§ WORK TASK: Please check every line of the listing for "ping" and copy each line where it is found.

§ TASK MATERIAL:
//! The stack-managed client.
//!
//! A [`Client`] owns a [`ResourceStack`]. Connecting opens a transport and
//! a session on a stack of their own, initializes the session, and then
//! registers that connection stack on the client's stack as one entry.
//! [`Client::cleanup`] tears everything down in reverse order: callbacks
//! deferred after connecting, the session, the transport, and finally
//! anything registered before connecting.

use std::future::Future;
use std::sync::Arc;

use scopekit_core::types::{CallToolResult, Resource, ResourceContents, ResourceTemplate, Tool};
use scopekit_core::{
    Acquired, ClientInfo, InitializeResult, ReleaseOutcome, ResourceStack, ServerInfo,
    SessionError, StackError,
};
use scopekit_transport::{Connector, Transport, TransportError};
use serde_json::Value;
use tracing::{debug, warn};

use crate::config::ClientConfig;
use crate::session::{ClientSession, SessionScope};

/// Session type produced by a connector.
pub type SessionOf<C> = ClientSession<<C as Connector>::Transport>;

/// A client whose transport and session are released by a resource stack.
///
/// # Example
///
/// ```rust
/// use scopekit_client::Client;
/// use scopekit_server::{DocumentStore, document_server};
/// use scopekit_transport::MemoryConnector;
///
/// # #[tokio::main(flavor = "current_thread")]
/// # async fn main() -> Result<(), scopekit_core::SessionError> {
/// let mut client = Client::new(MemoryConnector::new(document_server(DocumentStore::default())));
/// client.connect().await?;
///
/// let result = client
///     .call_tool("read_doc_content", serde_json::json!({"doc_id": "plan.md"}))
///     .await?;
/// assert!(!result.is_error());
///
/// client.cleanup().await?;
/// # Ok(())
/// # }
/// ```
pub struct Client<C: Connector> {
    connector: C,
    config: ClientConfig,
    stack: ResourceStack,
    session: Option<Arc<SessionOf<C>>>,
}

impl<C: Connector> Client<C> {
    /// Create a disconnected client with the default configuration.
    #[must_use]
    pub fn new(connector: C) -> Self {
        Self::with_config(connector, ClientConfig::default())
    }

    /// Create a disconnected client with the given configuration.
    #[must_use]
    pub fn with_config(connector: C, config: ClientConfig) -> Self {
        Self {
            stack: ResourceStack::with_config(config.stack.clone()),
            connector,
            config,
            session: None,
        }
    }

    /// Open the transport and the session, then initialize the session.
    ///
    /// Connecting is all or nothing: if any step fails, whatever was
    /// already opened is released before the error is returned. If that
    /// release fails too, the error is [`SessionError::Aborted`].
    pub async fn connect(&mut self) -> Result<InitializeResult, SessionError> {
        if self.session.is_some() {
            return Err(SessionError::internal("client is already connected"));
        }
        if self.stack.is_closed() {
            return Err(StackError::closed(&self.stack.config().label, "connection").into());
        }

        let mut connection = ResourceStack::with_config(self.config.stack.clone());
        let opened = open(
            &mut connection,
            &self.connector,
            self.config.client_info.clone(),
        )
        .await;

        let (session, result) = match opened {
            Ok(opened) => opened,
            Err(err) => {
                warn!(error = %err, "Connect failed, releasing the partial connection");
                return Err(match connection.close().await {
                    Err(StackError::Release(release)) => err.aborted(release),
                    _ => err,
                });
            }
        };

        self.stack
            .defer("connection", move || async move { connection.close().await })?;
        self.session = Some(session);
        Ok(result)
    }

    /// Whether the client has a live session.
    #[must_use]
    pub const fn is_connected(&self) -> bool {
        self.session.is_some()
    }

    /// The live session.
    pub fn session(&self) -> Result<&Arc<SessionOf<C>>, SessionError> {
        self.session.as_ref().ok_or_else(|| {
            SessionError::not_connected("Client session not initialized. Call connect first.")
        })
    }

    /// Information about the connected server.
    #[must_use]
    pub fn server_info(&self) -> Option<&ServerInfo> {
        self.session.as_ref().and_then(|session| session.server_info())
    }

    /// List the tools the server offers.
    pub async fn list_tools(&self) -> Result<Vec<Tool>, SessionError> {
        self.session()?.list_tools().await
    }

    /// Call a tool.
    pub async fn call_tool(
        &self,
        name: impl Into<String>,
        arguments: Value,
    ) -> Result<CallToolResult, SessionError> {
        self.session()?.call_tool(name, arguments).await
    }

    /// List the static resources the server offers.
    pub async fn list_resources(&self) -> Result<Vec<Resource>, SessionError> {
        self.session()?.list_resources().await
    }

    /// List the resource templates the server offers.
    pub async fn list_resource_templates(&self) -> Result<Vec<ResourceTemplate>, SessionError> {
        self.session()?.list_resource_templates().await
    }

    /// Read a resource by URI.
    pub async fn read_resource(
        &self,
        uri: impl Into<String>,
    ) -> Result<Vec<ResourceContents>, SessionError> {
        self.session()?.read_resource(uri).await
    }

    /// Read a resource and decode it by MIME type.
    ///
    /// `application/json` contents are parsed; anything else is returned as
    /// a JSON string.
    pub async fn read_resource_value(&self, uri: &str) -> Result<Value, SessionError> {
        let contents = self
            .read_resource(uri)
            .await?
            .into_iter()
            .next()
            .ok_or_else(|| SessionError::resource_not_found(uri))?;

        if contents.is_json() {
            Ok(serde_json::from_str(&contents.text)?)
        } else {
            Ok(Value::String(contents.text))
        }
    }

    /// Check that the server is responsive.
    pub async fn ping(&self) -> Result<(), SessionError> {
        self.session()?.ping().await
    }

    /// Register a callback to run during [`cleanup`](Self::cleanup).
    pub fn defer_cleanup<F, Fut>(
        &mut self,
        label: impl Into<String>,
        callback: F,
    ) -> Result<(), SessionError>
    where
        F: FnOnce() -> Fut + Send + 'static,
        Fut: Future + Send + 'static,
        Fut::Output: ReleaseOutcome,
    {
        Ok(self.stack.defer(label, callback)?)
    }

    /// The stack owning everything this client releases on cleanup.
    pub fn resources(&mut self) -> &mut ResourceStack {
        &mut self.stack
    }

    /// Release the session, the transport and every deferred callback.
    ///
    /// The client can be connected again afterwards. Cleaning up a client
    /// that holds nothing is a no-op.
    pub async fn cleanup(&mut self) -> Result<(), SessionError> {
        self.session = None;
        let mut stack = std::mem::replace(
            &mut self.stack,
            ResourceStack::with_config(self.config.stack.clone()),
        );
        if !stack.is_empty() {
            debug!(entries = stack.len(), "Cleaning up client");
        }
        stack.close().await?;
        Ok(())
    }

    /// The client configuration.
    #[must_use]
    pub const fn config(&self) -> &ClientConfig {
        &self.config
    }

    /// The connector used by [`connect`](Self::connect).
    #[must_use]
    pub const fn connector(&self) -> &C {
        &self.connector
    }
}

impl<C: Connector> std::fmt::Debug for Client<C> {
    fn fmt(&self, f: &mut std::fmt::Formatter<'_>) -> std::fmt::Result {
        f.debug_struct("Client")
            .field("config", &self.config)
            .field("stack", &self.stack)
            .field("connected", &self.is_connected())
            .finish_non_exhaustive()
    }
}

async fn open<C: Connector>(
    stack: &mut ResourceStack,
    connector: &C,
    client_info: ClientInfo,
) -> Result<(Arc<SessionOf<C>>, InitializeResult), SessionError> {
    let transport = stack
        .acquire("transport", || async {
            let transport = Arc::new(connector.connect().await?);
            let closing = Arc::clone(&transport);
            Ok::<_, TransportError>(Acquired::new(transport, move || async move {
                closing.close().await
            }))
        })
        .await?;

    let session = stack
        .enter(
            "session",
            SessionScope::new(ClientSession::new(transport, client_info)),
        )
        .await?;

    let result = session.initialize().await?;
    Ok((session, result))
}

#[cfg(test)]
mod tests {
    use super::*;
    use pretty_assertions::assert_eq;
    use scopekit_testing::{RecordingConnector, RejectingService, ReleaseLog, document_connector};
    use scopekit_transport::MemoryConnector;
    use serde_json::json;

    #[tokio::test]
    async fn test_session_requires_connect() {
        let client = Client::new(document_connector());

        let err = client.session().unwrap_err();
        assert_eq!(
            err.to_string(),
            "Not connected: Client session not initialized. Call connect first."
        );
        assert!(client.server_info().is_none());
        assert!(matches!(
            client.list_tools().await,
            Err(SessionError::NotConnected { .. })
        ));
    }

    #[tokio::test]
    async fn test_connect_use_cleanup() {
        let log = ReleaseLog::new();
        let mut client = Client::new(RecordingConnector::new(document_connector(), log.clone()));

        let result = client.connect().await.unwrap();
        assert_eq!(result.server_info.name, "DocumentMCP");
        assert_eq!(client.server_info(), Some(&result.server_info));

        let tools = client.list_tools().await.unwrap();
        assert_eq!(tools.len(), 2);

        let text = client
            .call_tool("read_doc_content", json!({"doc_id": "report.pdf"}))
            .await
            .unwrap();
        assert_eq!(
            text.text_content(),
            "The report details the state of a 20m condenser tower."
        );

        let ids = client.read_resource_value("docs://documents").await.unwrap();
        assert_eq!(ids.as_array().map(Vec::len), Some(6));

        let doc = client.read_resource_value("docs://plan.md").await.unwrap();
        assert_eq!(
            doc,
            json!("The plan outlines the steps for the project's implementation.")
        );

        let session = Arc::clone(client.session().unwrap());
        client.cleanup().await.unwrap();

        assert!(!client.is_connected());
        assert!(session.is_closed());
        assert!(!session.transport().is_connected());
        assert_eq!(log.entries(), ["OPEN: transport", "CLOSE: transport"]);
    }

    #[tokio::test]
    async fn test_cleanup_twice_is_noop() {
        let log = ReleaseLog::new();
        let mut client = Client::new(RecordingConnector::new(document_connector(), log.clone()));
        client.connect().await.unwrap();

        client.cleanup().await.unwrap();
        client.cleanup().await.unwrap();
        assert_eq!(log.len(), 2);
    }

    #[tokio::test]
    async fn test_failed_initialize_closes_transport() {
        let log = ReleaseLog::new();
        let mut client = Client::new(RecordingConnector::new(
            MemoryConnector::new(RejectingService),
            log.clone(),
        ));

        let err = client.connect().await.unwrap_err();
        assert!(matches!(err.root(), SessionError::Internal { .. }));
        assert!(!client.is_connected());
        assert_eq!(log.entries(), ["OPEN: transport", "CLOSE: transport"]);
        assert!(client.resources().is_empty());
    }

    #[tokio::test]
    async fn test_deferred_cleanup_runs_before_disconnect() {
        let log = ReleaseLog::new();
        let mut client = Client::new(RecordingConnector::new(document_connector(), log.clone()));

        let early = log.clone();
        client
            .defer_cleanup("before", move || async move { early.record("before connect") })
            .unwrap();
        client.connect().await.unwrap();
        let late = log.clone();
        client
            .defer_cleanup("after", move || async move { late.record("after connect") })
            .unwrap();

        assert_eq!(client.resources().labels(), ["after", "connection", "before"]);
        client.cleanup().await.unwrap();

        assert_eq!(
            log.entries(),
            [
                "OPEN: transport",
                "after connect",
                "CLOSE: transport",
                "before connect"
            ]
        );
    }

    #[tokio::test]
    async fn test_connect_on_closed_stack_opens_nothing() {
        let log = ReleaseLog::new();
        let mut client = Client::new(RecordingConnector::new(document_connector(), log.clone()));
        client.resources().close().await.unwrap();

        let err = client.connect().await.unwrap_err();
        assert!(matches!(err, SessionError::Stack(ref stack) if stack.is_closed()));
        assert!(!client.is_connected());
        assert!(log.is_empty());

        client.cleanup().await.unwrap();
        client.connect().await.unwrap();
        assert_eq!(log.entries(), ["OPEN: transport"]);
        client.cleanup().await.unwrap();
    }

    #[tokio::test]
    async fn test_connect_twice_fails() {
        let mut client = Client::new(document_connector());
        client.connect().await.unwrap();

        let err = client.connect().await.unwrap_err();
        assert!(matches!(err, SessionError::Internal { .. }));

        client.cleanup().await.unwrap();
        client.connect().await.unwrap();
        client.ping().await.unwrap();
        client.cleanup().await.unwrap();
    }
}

§ TASK RESULT:
    pub async fn ping(&self) -> Result<(), SessionError> {
        self.session()?.ping().await
        client.ping().await.unwrap();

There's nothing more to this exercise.